ポテトエッセイ第49話

ポン・ヌフ【ジャガイモ博物館】

 わが国のカウチポテト族はチップスが大好きのようですが、パリーっ子はン・ヌフと言うフライドポテトが大好きです。
 このフライドポテトは、昔セーヌ川のポン・ヌフ橋付近の屋台店などで売られていたのですが、今もパリの街角で人気が高いものです。
 ポン・ヌフは「新橋」の意味ですが、実はパリ一番の古い橋で、アンリ四世時代の1603年に落成したものです。アンリ四世がフライドポテトを好んだので、アンリ四世の騎馬像のある橋(写真)にちなんで、フライドポテトをポン・ヌフと呼ぶようになりました。
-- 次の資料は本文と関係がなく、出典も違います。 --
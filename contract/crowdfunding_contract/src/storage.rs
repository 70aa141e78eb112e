use soroban_sdk::{Address, Env, Vec};

use crate::storage_types::{
    AdminSlot, Campaign, CampaignId, ContributionRecord, DataKey, Error, GovernancePolicy,
    PersistentKey, TTL_INSTANCE, TTL_PERSISTENT,
};

pub fn extend_instance(e: &Env) {
    e.storage().instance().extend_ttl(TTL_INSTANCE, TTL_INSTANCE);
}

pub fn extend_persistent(e: &Env, key: &PersistentKey) {
    e.storage().persistent().extend_ttl(key, TTL_PERSISTENT, TTL_PERSISTENT);
}

pub fn is_initialized(e: &Env) -> bool {
    e.storage().instance().has(&DataKey::Admin)
}

pub fn set_config(e: &Env, admin: &Address, token: &Address) {
    e.storage().instance().set(&DataKey::Admin, admin);
    e.storage().instance().set(&DataKey::Token, token);
    extend_instance(e);
}

pub fn get_admin(e: &Env) -> Result<Address, Error> {
    e.storage().instance().get(&DataKey::Admin).ok_or(Error::NotInitialized)
}

pub fn get_token(e: &Env) -> Result<Address, Error> {
    e.storage().instance().get(&DataKey::Token).ok_or(Error::NotInitialized)
}

pub fn get_default_policy(e: &Env) -> Result<GovernancePolicy, Error> {
    e.storage()
        .instance()
        .get(&DataKey::DefaultPolicy)
        .ok_or(Error::NotInitialized)
}

pub fn set_default_policy(e: &Env, policy: &GovernancePolicy) {
    e.storage().instance().set(&DataKey::DefaultPolicy, policy);
    extend_instance(e);
}

pub fn get_campaign_count(e: &Env) -> u32 {
    e.storage().instance().get(&DataKey::CampaignCount).unwrap_or(0)
}

pub fn set_campaign_count(e: &Env, count: u32) {
    e.storage().instance().set(&DataKey::CampaignCount, &count);
    extend_instance(e);
}

pub fn load_campaign(e: &Env, campaign_id: CampaignId) -> Result<Campaign, Error> {
    e.storage()
        .persistent()
        .get(&PersistentKey::Campaign(campaign_id))
        .ok_or(Error::CampaignNotFound)
}

pub fn save_campaign(e: &Env, campaign: &Campaign) {
    let key = PersistentKey::Campaign(campaign.id);
    e.storage().persistent().set(&key, campaign);
    extend_persistent(e, &key);
}

pub fn load_roster(e: &Env, campaign_id: CampaignId) -> Vec<AdminSlot> {
    e.storage()
        .persistent()
        .get(&PersistentKey::Roster(campaign_id))
        .unwrap_or_else(|| Vec::new(e))
}

pub fn save_roster(e: &Env, campaign_id: CampaignId, roster: &Vec<AdminSlot>) {
    let key = PersistentKey::Roster(campaign_id);
    e.storage().persistent().set(&key, roster);
    extend_persistent(e, &key);
}

pub fn load_approvals(e: &Env, campaign_id: CampaignId) -> Vec<Address> {
    e.storage()
        .persistent()
        .get(&PersistentKey::Approvals(campaign_id))
        .unwrap_or_else(|| Vec::new(e))
}

pub fn save_approvals(e: &Env, campaign_id: CampaignId, approvals: &Vec<Address>) {
    let key = PersistentKey::Approvals(campaign_id);
    e.storage().persistent().set(&key, approvals);
    extend_persistent(e, &key);
}

pub fn save_contribution(e: &Env, campaign_id: CampaignId, record: &ContributionRecord) {
    let key = PersistentKey::Contribution(campaign_id, record.sequence);
    e.storage().persistent().set(&key, record);
    extend_persistent(e, &key);
}

pub fn get_contribution(
    e: &Env,
    campaign_id: CampaignId,
    sequence: u32,
) -> Option<ContributionRecord> {
    e.storage()
        .persistent()
        .get(&PersistentKey::Contribution(campaign_id, sequence))
}

pub fn get_contributor_total(e: &Env, campaign_id: CampaignId, contributor: &Address) -> i128 {
    e.storage()
        .persistent()
        .get(&PersistentKey::ContributorTotal(campaign_id, contributor.clone()))
        .unwrap_or(0)
}

pub fn set_contributor_total(
    e: &Env,
    campaign_id: CampaignId,
    contributor: &Address,
    total: i128,
) {
    let key = PersistentKey::ContributorTotal(campaign_id, contributor.clone());
    e.storage().persistent().set(&key, &total);
    extend_persistent(e, &key);
}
 揚げポテトの形にはいろいろあって、薄く輪切りしたポテトチップスもその一種です。1cm角の拍子木に切ったものがポム・フリットで、これより少し小ぶりにしたのがポン・ヌフ。さらにもう少し細めがミニョネット(ステック)、もっと細くマッチの棒状にしたのがアリュメット(シューストリング)と呼ばれます。この外、ダイス状のオブラインとか、小粒のパリジェンヌもあります。粉吹きジャガイモのカロリーは御飯の半分ほどで、美容食となりますが、油で揚げたのはカロリーが高まります。欧米の中年女性はわが国の女性に比べ体重の豊かなのが多いのは、脂肪の摂り過ぎに関係あるのかも知れません。
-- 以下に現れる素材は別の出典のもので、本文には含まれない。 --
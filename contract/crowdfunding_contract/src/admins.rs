//! Contribution-ranked admin roster.
//!
//! The roster is a fixed set of at most [`MAX_ADMINS`] slots. Once full, a new
//! candidate only gets in by beating the smallest ranking amount, and takes
//! over that exact slot. Slots are never re-sorted, so slot order is not
//! contribution order.

use soroban_sdk::{Address, Vec};

use crate::storage_types::{AdminSlot, ApprovalEviction, Error, RankingBasis, MAX_ADMINS};

/// Outcome of offering a contribution to the roster.
#[derive(Clone, Debug, Eq, PartialEq)]
pub enum RosterChange {
    Unchanged,
    /// The contributor already held this slot; its ranking amount was updated.
    Refreshed(u32),
    Appended(u32),
    /// Slot index and the admin who lost it.
    Replaced(u32, Address),
}

/// Amount a contribution competes with, per the campaign's ranking basis.
pub fn ranking_amount(basis: RankingBasis, contribution: i128, lifetime_total: i128) -> i128 {
    match basis {
        RankingBasis::LatestContribution => contribution,
        RankingBasis::CumulativeTotal => lifetime_total,
    }
}

pub fn position_of(roster: &Vec<AdminSlot>, who: &Address) -> Option<u32> {
    for (i, slot) in roster.iter().enumerate() {
        if slot.admin == *who {
            return Some(i as u32);
        }
    }
    None
}

pub fn is_admin(roster: &Vec<AdminSlot>, who: &Address) -> bool {
    position_of(roster, who).is_some()
}

pub fn admins(roster: &Vec<AdminSlot>) -> Vec<Address> {
    let mut out = Vec::new(roster.env());
    for slot in roster.iter() {
        out.push_back(slot.admin);
    }
    out
}

/// First slot holding the strictly smallest ranking amount.
pub fn min_slot(roster: &Vec<AdminSlot>) -> Option<(u32, i128)> {
    let mut min: Option<(u32, i128)> = None;
    for (i, slot) in roster.iter().enumerate() {
        match min {
            Some((_, current)) if slot.amount >= current => {}
            _ => min = Some((i as u32, slot.amount)),
        }
    }
    min
}

/// Offer `candidate` ranked at `amount` to the roster, mutating it in place.
pub fn consider(roster: &mut Vec<AdminSlot>, candidate: &Address, amount: i128) -> RosterChange {
    let slot = AdminSlot {
        admin: candidate.clone(),
        amount,
    };

    if let Some(i) = position_of(roster, candidate) {
        roster.set(i, slot);
        return RosterChange::Refreshed(i);
    }

    if roster.len() < MAX_ADMINS {
        roster.push_back(slot);
        return RosterChange::Appended(roster.len() - 1);
    }

    match min_slot(roster) {
        Some((i, min)) if amount > min => {
            let evicted = roster.get_unchecked(i).admin;
            roster.set(i, slot);
            RosterChange::Replaced(i, evicted)
        }
        _ => RosterChange::Unchanged,
    }
}

/// Append `caller` to the approval log unless it is already there.
pub fn record_approval(approvals: &mut Vec<Address>, caller: &Address) -> Result<(), Error> {
    if approvals.contains(caller) {
        return Err(Error::AlreadyApproved);
    }
    approvals.push_back(caller.clone());
    Ok(())
}

/// Apply the eviction policy to an admin who just lost their slot.
/// Returns true if an approval was dropped from the log.
pub fn handle_eviction(
    approvals: &mut Vec<Address>,
    evicted: &Address,
    policy: ApprovalEviction,
) -> bool {
    if policy == ApprovalEviction::KeepApproval {
        return false;
    }
    match approvals.first_index_of(evicted) {
        Some(i) => {
            approvals.remove(i);
            true
        }
        None => false,
    }
}
#![no_std]

mod admins;
mod events;
mod ledger;
mod lifecycle;
mod payments;
mod registry;
mod storage;
mod storage_types;
mod utils;
mod withdrawal;


use soroban_sdk::{contract, contractimpl, Address, Env, String, Vec};

pub use storage_types::{
    AdminSlot, ApprovalEviction, Campaign, CampaignId, CampaignState, ContributionRecord, Error,
    GovernancePolicy, RankingBasis, MAX_ADMINS, QUORUM,
};

/// Crowdfunding campaigns whose top contributors govern withdrawals.
///
/// Every entry point assumes it runs to completion before the next one
/// starts, which the Soroban host guarantees. Nothing here locks.
#[contract]
pub struct CrowdfundingContract;

#[contractimpl]
impl CrowdfundingContract {
    /// Initialize the registry with its admin, the token campaigns are funded
    /// in, and the governance policy given to new campaigns.
    pub fn initialize(
        env: Env,
        admin: Address,
        token: Address,
        default_policy: GovernancePolicy,
    ) -> Result<(), Error> {
        if storage::is_initialized(&env) {
            return Err(Error::AlreadyInitialized);
        }

        admin.require_auth();

        storage::set_config(&env, &admin, &token);
        storage::set_default_policy(&env, &default_policy);
        storage::set_campaign_count(&env, 0);

        Ok(())
    }

    /// Change the policy applied to campaigns created from now on.
    pub fn set_default_policy(env: Env, policy: GovernancePolicy) -> Result<(), Error> {
        let admin = storage::get_admin(&env)?;
        admin.require_auth();

        storage::set_default_policy(&env, &policy);
        Ok(())
    }

    pub fn get_default_policy(env: Env) -> Result<GovernancePolicy, Error> {
        storage::get_default_policy(&env)
    }

    pub fn get_token(env: Env) -> Result<Address, Error> {
        storage::get_token(&env)
    }

    /// Create a campaign with an absolute deadline (ledger timestamp).
    pub fn create_campaign(
        env: Env,
        creator: Address,
        title: String,
        description: String,
        deadline: u64,
        goal_amount: i128,
    ) -> Result<CampaignId, Error> {
        creator.require_auth();
        registry::create_campaign(&env, creator, title, description, deadline, goal_amount)
    }

    /// Create a campaign that runs for `duration_days` from now.
    pub fn start_project(
        env: Env,
        creator: Address,
        title: String,
        description: String,
        duration_days: u32,
        goal_amount: i128,
    ) -> Result<CampaignId, Error> {
        creator.require_auth();
        registry::start_project(&env, creator, title, description, duration_days, goal_amount)
    }

    pub fn return_all_projects(env: Env) -> Vec<CampaignId> {
        registry::list_campaigns(&env)
    }

    pub fn get_campaign(env: Env, campaign_id: CampaignId) -> Result<Campaign, Error> {
        storage::load_campaign(&env, campaign_id)
    }

    /// Contribute `amount` of the token and return the campaign's new balance.
    pub fn contribute(
        env: Env,
        campaign_id: CampaignId,
        contributor: Address,
        amount: i128,
    ) -> Result<i128, Error> {
        contributor.require_auth();
        ledger::contribute(&env, campaign_id, &contributor, amount)
    }

    /// Admins in slot order, which is not contribution order.
    pub fn get_admins(env: Env, campaign_id: CampaignId) -> Result<Vec<Address>, Error> {
        storage::load_campaign(&env, campaign_id)?;
        Ok(admins::admins(&storage::load_roster(&env, campaign_id)))
    }

    pub fn get_admin_slots(env: Env, campaign_id: CampaignId) -> Result<Vec<AdminSlot>, Error> {
        storage::load_campaign(&env, campaign_id)?;
        Ok(storage::load_roster(&env, campaign_id))
    }

    pub fn is_admin(env: Env, campaign_id: CampaignId, who: Address) -> Result<bool, Error> {
        storage::load_campaign(&env, campaign_id)?;
        Ok(admins::is_admin(&storage::load_roster(&env, campaign_id), &who))
    }

    pub fn approve_withdrawal(
        env: Env,
        campaign_id: CampaignId,
        caller: Address,
    ) -> Result<(), Error> {
        caller.require_auth();
        withdrawal::approve(&env, campaign_id, &caller)
    }

    /// Approvers of the current cycle, in the order they approved.
    pub fn get_accepted_requests(
        env: Env,
        campaign_id: CampaignId,
    ) -> Result<Vec<Address>, Error> {
        storage::load_campaign(&env, campaign_id)?;
        Ok(storage::load_approvals(&env, campaign_id))
    }

    pub fn reset_approvals(
        env: Env,
        campaign_id: CampaignId,
        caller: Address,
    ) -> Result<(), Error> {
        caller.require_auth();
        withdrawal::reset_approvals(&env, campaign_id, &caller)
    }

    /// Send the campaign balance to its creator. Needs a successful campaign
    /// and a quorum of admin approvals.
    pub fn withdraw(env: Env, campaign_id: CampaignId, caller: Address) -> Result<i128, Error> {
        caller.require_auth();
        withdrawal::withdraw(&env, campaign_id, &caller)
    }

    pub fn current_balance(env: Env, campaign_id: CampaignId) -> Result<i128, Error> {
        Ok(storage::load_campaign(&env, campaign_id)?.current_balance)
    }

    pub fn state(env: Env, campaign_id: CampaignId) -> Result<CampaignState, Error> {
        Ok(storage::load_campaign(&env, campaign_id)?.state)
    }

    pub fn creator(env: Env, campaign_id: CampaignId) -> Result<Address, Error> {
        Ok(storage::load_campaign(&env, campaign_id)?.creator)
    }

    pub fn get_contribution(
        env: Env,
        campaign_id: CampaignId,
        sequence: u32,
    ) -> Result<Option<ContributionRecord>, Error> {
        storage::load_campaign(&env, campaign_id)?;
        Ok(storage::get_contribution(&env, campaign_id, sequence))
    }

    pub fn get_contributed_total(
        env: Env,
        campaign_id: CampaignId,
        contributor: Address,
    ) -> Result<i128, Error> {
        storage::load_campaign(&env, campaign_id)?;
        Ok(storage::get_contributor_total(&env, campaign_id, &contributor))
    }
}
 サマセット・モームの『三人の女』にこんな話がありました。
 太り過ぎで悩む3人の女性が、共に手を取り合って食事療法に励もうということになります。甘いカクテルをコニャックのソ−ダ割りにかえ、バターの量を控えました。3人ともブリッジ遊びが大好きでしたが、ゲームの都合で、もう一人の女性をメンバ−に加えることにしました。ところがこのやせた女性は、3人の目の前でフライドポテトやバタ−付きパンをムシャムシャ食べてました。そしてついに、クリ−ム入りティを飲み始めるに至り、太った3人の我慢の緒が切れ、怒り狂い、泣きわめきだしました。
 やせた女が去った後、狼のように変身して脂肪たっぷりのフォアグラ、クリ−ムで料理した魚、エクレアなどを口にし、ビ−ルを飲みつづました。